IO redirection and the head command

When the shell gets a command line like: command > file.out the shell itself opens (and maybe creates) the file named file.out. The shell sets file descriptor 0 to the file file descriptor it got from the open. That's how I/O redirection works: every process knows about file descriptors 0, 1 and 2.

The hard part about this is how to open file.out. Most of the time, you want file.out opened for write at offset 0 (i.e. truncated) and this is what the shell did for you. It truncated .hgignore, opened it for write, dup'ed the filedescriptor to 0, then exec'ed head. Instant file clobbering.

In bash shell, you do a set noclobber to change this behavior.


I think Bruce answers what's going on here with the shell pipeline.

One of my favorite little utilities is the sponge command from moreutils. It solves exactly this problem by "soaking" up all available input before it opens the target output file and writing the data.
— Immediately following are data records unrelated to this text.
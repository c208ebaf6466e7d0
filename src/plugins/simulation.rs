//! Headless simulation plugin
//!
//! Builds the configured scenario at startup, runs it to completion, logs a
//! short report and keeps the trajectories as a resource. Writes them to CSV
//! when an output path is set.

use crate::config::SimulationConfig;
use crate::physics::conserved::{self, ConservedQuantities};
use crate::physics::math::{Scalar, Vector};
use crate::simulation::{Simulation, Trajectories};
use bevy::prelude::*;
use std::fs::File;
use std::io::BufWriter;
use std::path::PathBuf;

/// Per-invocation options that are not part of the saved configuration
#[derive(Resource, Debug, Clone, Default, PartialEq)]
pub struct RunOptions {
    /// Overrides the step count derived from the scenario duration
    pub step_count: Option<usize>,
    /// CSV destination for the trajectories
    pub output: Option<PathBuf>,
}

/// Trajectories of the finished run
#[derive(Resource, Debug, Clone, Deref)]
pub struct SimulationOutput(pub Trajectories);

pub struct SimulationPlugin {
    config: Option<SimulationConfig>,
    options: RunOptions,
}

impl SimulationPlugin {
    pub fn new() -> Self {
        Self {
            config: None,
            options: RunOptions::default(),
        }
    }

    pub fn with_config(config: SimulationConfig) -> Self {
        Self {
            config: Some(config),
            options: RunOptions::default(),
        }
    }

    pub fn with_options(mut self, options: RunOptions) -> Self {
        self.options = options;
        self
    }
}

impl Default for SimulationPlugin {
    fn default() -> Self {
        Self::new()
    }
}

impl Plugin for SimulationPlugin {
    fn build(&self, app: &mut App) {
        let config = self
            .config
            .clone()
            .unwrap_or_else(SimulationConfig::load_from_user_config);

        match toml::to_string_pretty(&config) {
            Ok(toml_string) => {
                debug!("=== Current Configuration (TOML) ===\n{}", toml_string);
                debug!("=== End Configuration ===");
            }
            Err(e) => {
                error!("Failed to serialize configuration to TOML: {}", e);
            }
        }

        app.insert_resource(config);
        app.insert_resource(self.options.clone());
        app.add_systems(Startup, run_configured_simulation);
    }
}

/// Run the configured scenario once and publish the result
pub fn run_configured_simulation(
    mut commands: Commands,
    config: Res<SimulationConfig>,
    options: Res<RunOptions>,
    mut exit: EventWriter<AppExit>,
) {
    match execute(&config, &options) {
        Ok(trajectories) => {
            commands.insert_resource(SimulationOutput(trajectories));
        }
        Err(e) => {
            error!("Simulation failed: {}", e);
            exit.write(AppExit::error());
        }
    }
}

fn execute(
    config: &SimulationConfig,
    options: &RunOptions,
) -> Result<Trajectories, Box<dyn std::error::Error>> {
    let bodies = config.scenario.bodies()?;
    let mut simulation = Simulation::from_config(bodies, &config.physics)?;

    let step_count = options
        .step_count
        .unwrap_or_else(|| config.scenario.step_count(&config.physics));

    info!(
        "Scenario {} with {} bodies, {} steps",
        config.scenario.preset,
        simulation.bodies().len(),
        step_count.saturating_sub(1)
    );

    let initial = ConservedQuantities::measure(simulation.bodies(), simulation.field());
    simulation.advance(step_count, config.physics.time_step_policy());
    let last = ConservedQuantities::measure(simulation.bodies(), simulation.field());
    let barycenter = conserved::barycenter(simulation.bodies());

    let trajectories = simulation.into_trajectories();
    report(&trajectories, &initial, &last, barycenter);

    if let Some(path) = &options.output {
        trajectories.write_csv(BufWriter::new(File::create(path)?))?;
        info!("Wrote trajectories to {}", path.display());
    }

    Ok(trajectories)
}

fn report(
    trajectories: &Trajectories,
    initial: &ConservedQuantities,
    last: &ConservedQuantities,
    barycenter: Option<Vector>,
) {
    for trajectory in trajectories {
        let position = trajectory.last_position();
        info!(
            "{}{}: {} points, last position ({:.6e}, {:.6e}) m",
            trajectory.name,
            if trajectory.fixed { " (fixed)" } else { "" },
            trajectory.points.len(),
            position.x,
            position.y
        );
    }

    match barycenter {
        Some(center) => info!("Barycenter: ({:.6e}, {:.6e}) m", center.x, center.y),
        None => warn!("Barycenter is undefined"),
    }

    // Fixed bodies act as external anchors, so these only mean conservation
    // for all-free systems
    info!(
        "Momentum change: ({:.3e}, {:.3e}) kg m/s",
        last.momentum.x - initial.momentum.x,
        last.momentum.y - initial.momentum.y
    );
    info!(
        "Relative energy change: {}, relative angular momentum change: {}",
        format_drift(last.energy_drift(initial)),
        format_drift(last.angular_momentum_drift(initial))
    );
}

fn format_drift(drift: Option<Scalar>) -> String {
    drift.map_or_else(|| "undefined".to_string(), |value| format!("{value:.3e}"))
}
It allows you to write pipelines exactly how you expected to:

$ head -1 .hgignore | sponge .hgignore

The poor-man's solution is to pipe the output to a temporary file, then after the pipline is done (for example the next command you run) is to move the temp file back to the original file location.

$ head -1 .hgingore > .hgignore.tmp
$ mv .hgignore{.tmp,}

In

head -n 1 file > file

file is truncated before head is started, but if you write it:

head -n 1 file 1<> file

it's not as file is opened in read-write mode. However, when head finishes writing, it doesn't truncate the file, so the line above would be a no-op (head would just rewrite the first line over itself and leave the other ones untouched).

However, after head has returned and while the fd is still open, you can call another command that does the truncate.

For instance:

{ head -n 1 file; perl -e 'truncate STDOUT, tell STDOUT'; } 1<> file

What matters here is that truncate above, head just moves the cursor for fd 1 inside the file just after the first line. It does rewrite the first line which we didn't need it to, but that's not harmful.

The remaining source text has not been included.